■ What is expected ■
Each line that holds the word "crate" counts once; give the total for the records below and nothing else.

■ Material supplied ■
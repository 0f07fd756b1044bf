//! Default model configs resolved from environment variables.
//!
//! Two roles are used by the pipeline:
//!
//! - **Generation** → OpenAI chat model that writes the final answer
//! - **Embedding**  → Jina embedding model shared by indexing and querying
//!
//! # Environment variables
//!
//! Generation:
//! - `OPENAI_API_KEY`  (mandatory)
//! - `OPENAI_MODEL`    (default `gpt-4o`)
//! - `OPENAI_URL`      (default `https://api.openai.com`)
//! - `LLM_MAX_TOKENS`  (default `300`)
//! - `LLM_TEMPERATURE` (default `0.7`, range `0.0..=2.0`)
//!
//! Embedding:
//! - `JINA_API_KEY`    (mandatory)
//! - `EMBEDDING_MODEL` (default `jina-embeddings-v2-base-en`)
//! - `JINA_URL`        (default `https://api.jina.ai`)

use crate::{
    config::{llm_model_config::LlmModelConfig, llm_provider::LlmProvider},
    error_handler::{
        AiLlmError, env_opt_f32, env_opt_u32, env_or, must_env, validate_http_endpoint,
        validate_range_f32,
    },
};

pub const DEFAULT_CHAT_MODEL: &str = "gpt-4o";
pub const DEFAULT_OPENAI_URL: &str = "https://api.openai.com";
pub const DEFAULT_MAX_TOKENS: u32 = 300;
pub const DEFAULT_TEMPERATURE: f32 = 0.7;

pub const DEFAULT_EMBEDDING_MODEL: &str = "jina-embeddings-v2-base-en";
pub const DEFAULT_JINA_URL: &str = "https://api.jina.ai";

/// Constructs the config for the **generation** model (OpenAI chat).
///
/// # Errors
/// - [`ConfigError::MissingVar`] if `OPENAI_API_KEY` is unset or blank
/// - [`ConfigError::InvalidNumber`] for unparsable `LLM_MAX_TOKENS` / `LLM_TEMPERATURE`
/// - [`ConfigError::OutOfRange`] if the temperature is outside `0.0..=2.0`
/// - [`ConfigError::InvalidFormat`] if `OPENAI_URL` is not http(s)
///
/// [`ConfigError::MissingVar`]: crate::error_handler::ConfigError::MissingVar
/// [`ConfigError::InvalidNumber`]: crate::error_handler::ConfigError::InvalidNumber
/// [`ConfigError::OutOfRange`]: crate::error_handler::ConfigError::OutOfRange
/// [`ConfigError::InvalidFormat`]: crate::error_handler::ConfigError::InvalidFormat
pub fn config_openai_chat() -> Result<LlmModelConfig, AiLlmError> {
    let api_key = must_env("OPENAI_API_KEY")?;
    let endpoint = env_or("OPENAI_URL", DEFAULT_OPENAI_URL);
    validate_http_endpoint("OPENAI_URL", &endpoint)?;

    let max_tokens = env_opt_u32("LLM_MAX_TOKENS")?.unwrap_or(DEFAULT_MAX_TOKENS);
    let temperature = env_opt_f32("LLM_TEMPERATURE")?.unwrap_or(DEFAULT_TEMPERATURE);
    validate_range_f32("temperature", temperature, 0.0, 2.0)?;

    Ok(LlmModelConfig {
        provider: LlmProvider::OpenAI,
        model: env_or("OPENAI_MODEL", DEFAULT_CHAT_MODEL),
        endpoint,
        api_key: Some(api_key),
        max_tokens: Some(max_tokens),
        temperature: Some(temperature),
        timeout_secs: None,
    })
}

/// Constructs the config for the **embedding** model (Jina).
///
/// # Errors
/// - [`ConfigError::MissingVar`] if `JINA_API_KEY` is unset or blank
/// - [`ConfigError::InvalidFormat`] if `JINA_URL` is not http(s)
///
/// [`ConfigError::MissingVar`]: crate::error_handler::ConfigError::MissingVar
/// [`ConfigError::InvalidFormat`]: crate::error_handler::ConfigError::InvalidFormat
pub fn config_jina_embedding() -> Result<LlmModelConfig, AiLlmError> {
    let api_key = must_env("JINA_API_KEY")?;
    let endpoint = env_or("JINA_URL", DEFAULT_JINA_URL);
    validate_http_endpoint("JINA_URL", &endpoint)?;

    Ok(LlmModelConfig {
        provider: LlmProvider::Jina,
        model: env_or("EMBEDDING_MODEL", DEFAULT_EMBEDDING_MODEL),
        endpoint,
        api_key: Some(api_key),
        max_tokens: None,
        temperature: None,
        timeout_secs: None,
    })
}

■ Solution for this problem ■
7